--- WORKING DATA ---
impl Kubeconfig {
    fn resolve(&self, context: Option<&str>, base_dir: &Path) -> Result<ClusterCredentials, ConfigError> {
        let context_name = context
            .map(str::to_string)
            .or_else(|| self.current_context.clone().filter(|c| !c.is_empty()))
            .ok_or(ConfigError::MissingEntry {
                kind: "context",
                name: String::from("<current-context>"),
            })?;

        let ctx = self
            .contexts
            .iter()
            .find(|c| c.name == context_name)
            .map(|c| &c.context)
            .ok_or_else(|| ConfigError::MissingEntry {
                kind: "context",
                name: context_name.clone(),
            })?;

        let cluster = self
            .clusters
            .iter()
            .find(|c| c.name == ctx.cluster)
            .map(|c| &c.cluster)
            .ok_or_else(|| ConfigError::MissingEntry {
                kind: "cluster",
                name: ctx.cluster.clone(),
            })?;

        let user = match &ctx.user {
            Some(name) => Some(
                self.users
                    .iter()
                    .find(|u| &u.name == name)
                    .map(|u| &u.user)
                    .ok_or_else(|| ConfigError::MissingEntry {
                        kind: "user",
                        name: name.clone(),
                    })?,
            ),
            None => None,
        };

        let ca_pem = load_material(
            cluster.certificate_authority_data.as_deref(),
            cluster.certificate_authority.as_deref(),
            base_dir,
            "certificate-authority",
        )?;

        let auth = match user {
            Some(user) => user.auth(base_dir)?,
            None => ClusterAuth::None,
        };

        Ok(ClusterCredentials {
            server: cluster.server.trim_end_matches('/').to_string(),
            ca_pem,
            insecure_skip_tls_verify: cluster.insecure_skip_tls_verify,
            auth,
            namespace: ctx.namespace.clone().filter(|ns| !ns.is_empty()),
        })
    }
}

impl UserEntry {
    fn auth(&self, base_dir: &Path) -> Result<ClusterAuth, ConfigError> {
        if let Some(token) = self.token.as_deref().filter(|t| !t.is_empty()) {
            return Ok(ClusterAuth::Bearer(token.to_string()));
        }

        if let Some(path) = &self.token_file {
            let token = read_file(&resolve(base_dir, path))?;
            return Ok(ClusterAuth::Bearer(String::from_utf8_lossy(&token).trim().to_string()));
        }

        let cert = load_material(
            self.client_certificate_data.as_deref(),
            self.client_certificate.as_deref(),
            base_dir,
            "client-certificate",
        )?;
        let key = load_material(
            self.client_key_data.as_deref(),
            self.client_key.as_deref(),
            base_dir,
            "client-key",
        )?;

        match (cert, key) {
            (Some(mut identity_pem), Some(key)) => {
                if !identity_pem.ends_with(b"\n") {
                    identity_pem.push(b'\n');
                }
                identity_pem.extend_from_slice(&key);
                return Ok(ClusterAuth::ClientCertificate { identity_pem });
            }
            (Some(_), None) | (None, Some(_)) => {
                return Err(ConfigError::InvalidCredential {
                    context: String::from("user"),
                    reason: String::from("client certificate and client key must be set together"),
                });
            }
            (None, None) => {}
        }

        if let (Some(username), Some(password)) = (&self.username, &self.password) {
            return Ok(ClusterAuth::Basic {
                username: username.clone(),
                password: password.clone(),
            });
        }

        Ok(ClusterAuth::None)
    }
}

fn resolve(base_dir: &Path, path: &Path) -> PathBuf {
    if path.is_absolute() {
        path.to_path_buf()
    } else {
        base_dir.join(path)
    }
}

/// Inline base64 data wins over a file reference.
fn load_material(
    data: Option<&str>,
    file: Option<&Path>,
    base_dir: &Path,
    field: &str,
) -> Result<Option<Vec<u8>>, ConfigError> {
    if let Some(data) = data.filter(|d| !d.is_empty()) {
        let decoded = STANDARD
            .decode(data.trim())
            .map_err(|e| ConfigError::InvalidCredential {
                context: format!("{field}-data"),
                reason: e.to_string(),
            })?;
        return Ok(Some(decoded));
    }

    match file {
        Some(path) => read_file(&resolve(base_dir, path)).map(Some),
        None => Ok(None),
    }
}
---
--- WORKING DATA ---
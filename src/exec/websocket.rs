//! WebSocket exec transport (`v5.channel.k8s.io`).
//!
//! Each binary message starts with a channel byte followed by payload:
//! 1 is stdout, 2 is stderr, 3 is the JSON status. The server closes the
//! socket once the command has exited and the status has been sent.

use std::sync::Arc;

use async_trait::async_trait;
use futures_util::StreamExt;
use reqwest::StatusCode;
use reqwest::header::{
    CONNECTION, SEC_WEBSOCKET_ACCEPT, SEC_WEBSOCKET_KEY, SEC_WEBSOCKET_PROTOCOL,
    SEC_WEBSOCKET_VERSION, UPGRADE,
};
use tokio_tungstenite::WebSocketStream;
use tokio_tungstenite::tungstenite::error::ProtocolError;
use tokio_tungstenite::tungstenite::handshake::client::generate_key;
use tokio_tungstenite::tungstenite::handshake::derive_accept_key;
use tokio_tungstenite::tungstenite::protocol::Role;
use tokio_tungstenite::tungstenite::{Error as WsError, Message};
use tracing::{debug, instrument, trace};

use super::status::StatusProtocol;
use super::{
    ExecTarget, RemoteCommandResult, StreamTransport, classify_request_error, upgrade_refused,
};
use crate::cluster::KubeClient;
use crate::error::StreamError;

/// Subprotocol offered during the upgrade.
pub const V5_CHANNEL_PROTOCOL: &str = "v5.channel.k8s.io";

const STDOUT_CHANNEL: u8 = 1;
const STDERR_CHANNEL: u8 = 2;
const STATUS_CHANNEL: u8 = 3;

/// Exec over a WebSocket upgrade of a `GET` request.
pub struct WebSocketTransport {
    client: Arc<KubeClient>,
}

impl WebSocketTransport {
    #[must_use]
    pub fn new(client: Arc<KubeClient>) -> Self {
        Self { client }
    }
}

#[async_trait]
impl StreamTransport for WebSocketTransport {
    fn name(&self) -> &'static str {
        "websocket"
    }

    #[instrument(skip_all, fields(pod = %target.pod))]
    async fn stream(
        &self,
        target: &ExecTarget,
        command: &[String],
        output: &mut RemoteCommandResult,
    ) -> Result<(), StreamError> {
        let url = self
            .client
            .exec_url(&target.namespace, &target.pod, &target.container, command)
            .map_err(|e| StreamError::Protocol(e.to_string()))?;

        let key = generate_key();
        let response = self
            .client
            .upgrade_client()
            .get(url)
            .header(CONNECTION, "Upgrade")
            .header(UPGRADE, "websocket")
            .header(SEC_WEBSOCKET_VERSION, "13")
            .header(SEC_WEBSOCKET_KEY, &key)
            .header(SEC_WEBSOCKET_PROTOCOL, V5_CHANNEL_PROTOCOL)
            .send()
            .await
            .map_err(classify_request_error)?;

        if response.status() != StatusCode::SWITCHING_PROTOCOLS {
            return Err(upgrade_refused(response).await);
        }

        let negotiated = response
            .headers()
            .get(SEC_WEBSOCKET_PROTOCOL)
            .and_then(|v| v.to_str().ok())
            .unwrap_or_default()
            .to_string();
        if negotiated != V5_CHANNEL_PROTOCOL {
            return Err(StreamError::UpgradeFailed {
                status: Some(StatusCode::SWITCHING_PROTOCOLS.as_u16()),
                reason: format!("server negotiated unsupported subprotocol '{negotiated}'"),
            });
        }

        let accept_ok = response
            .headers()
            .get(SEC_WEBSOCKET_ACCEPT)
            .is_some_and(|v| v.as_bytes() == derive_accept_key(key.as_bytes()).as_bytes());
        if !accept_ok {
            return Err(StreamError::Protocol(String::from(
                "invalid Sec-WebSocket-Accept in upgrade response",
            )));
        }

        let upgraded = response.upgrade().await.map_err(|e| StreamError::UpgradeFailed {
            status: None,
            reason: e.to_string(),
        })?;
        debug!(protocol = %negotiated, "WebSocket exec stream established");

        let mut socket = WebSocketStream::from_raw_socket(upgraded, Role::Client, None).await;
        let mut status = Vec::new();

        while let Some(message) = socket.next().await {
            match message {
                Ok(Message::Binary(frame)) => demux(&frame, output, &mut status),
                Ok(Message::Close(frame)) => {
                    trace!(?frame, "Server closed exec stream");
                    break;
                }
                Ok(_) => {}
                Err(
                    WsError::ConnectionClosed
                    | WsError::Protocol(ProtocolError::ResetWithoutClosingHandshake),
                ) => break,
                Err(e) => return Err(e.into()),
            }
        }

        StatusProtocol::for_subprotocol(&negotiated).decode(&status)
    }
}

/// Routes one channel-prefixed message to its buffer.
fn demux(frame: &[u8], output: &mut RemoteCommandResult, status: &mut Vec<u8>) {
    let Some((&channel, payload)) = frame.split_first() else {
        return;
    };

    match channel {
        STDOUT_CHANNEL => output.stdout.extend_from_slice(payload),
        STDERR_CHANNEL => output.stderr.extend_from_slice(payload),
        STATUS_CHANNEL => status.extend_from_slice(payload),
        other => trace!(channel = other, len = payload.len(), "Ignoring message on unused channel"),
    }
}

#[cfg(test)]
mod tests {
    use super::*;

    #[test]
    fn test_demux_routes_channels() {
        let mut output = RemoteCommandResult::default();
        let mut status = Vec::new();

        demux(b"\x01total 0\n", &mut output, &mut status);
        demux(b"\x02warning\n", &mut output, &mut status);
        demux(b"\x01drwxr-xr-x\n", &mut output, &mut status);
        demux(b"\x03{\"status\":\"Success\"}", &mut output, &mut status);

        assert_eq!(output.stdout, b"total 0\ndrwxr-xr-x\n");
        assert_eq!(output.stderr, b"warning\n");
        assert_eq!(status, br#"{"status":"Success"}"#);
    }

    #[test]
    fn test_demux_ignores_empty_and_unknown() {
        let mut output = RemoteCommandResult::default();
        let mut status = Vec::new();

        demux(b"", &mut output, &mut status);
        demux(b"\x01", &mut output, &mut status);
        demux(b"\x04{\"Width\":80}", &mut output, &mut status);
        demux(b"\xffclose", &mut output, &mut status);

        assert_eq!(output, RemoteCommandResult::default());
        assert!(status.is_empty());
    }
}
---
--- WORKING DATA ---
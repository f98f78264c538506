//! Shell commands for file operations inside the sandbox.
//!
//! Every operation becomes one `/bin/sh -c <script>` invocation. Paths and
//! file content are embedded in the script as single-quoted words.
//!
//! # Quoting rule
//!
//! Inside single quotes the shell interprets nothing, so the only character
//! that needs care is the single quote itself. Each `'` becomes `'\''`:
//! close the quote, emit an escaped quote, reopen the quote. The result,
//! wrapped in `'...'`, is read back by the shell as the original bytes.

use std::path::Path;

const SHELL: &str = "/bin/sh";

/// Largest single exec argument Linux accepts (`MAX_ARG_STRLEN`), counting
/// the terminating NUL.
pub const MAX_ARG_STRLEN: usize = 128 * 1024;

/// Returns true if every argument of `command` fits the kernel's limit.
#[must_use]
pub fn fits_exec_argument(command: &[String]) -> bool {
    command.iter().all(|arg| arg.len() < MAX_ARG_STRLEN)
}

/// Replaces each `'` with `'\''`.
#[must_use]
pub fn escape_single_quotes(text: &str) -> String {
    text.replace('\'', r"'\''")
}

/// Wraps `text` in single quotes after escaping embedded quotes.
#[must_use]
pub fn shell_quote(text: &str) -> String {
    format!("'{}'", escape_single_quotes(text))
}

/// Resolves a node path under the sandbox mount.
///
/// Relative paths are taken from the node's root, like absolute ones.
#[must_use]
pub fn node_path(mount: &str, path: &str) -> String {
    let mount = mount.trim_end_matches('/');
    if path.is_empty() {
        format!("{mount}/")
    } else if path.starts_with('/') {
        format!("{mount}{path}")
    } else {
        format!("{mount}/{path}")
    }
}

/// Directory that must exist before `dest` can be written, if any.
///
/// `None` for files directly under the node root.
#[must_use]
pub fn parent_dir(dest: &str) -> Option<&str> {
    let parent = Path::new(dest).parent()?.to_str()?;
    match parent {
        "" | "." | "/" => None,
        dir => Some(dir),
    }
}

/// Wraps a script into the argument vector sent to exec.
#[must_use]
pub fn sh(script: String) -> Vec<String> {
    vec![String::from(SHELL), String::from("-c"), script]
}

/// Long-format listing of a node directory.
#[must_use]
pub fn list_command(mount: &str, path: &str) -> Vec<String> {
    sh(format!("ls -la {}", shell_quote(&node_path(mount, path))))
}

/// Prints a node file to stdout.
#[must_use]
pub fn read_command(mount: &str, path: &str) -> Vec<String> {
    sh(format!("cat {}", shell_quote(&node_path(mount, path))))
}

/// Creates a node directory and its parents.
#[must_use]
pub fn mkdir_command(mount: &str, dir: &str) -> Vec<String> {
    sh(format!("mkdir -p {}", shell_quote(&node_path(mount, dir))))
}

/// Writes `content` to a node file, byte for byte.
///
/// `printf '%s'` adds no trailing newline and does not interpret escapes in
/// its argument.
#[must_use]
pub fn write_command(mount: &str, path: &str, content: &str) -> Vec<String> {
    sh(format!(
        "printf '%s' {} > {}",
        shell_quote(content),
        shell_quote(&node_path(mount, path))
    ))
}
---
Nothing but the lines holding the word "debug" should be returned from the listing above.

use tracing::{debug, instrument, trace};
        debug!(protocol = %negotiated, "WebSocket exec stream established");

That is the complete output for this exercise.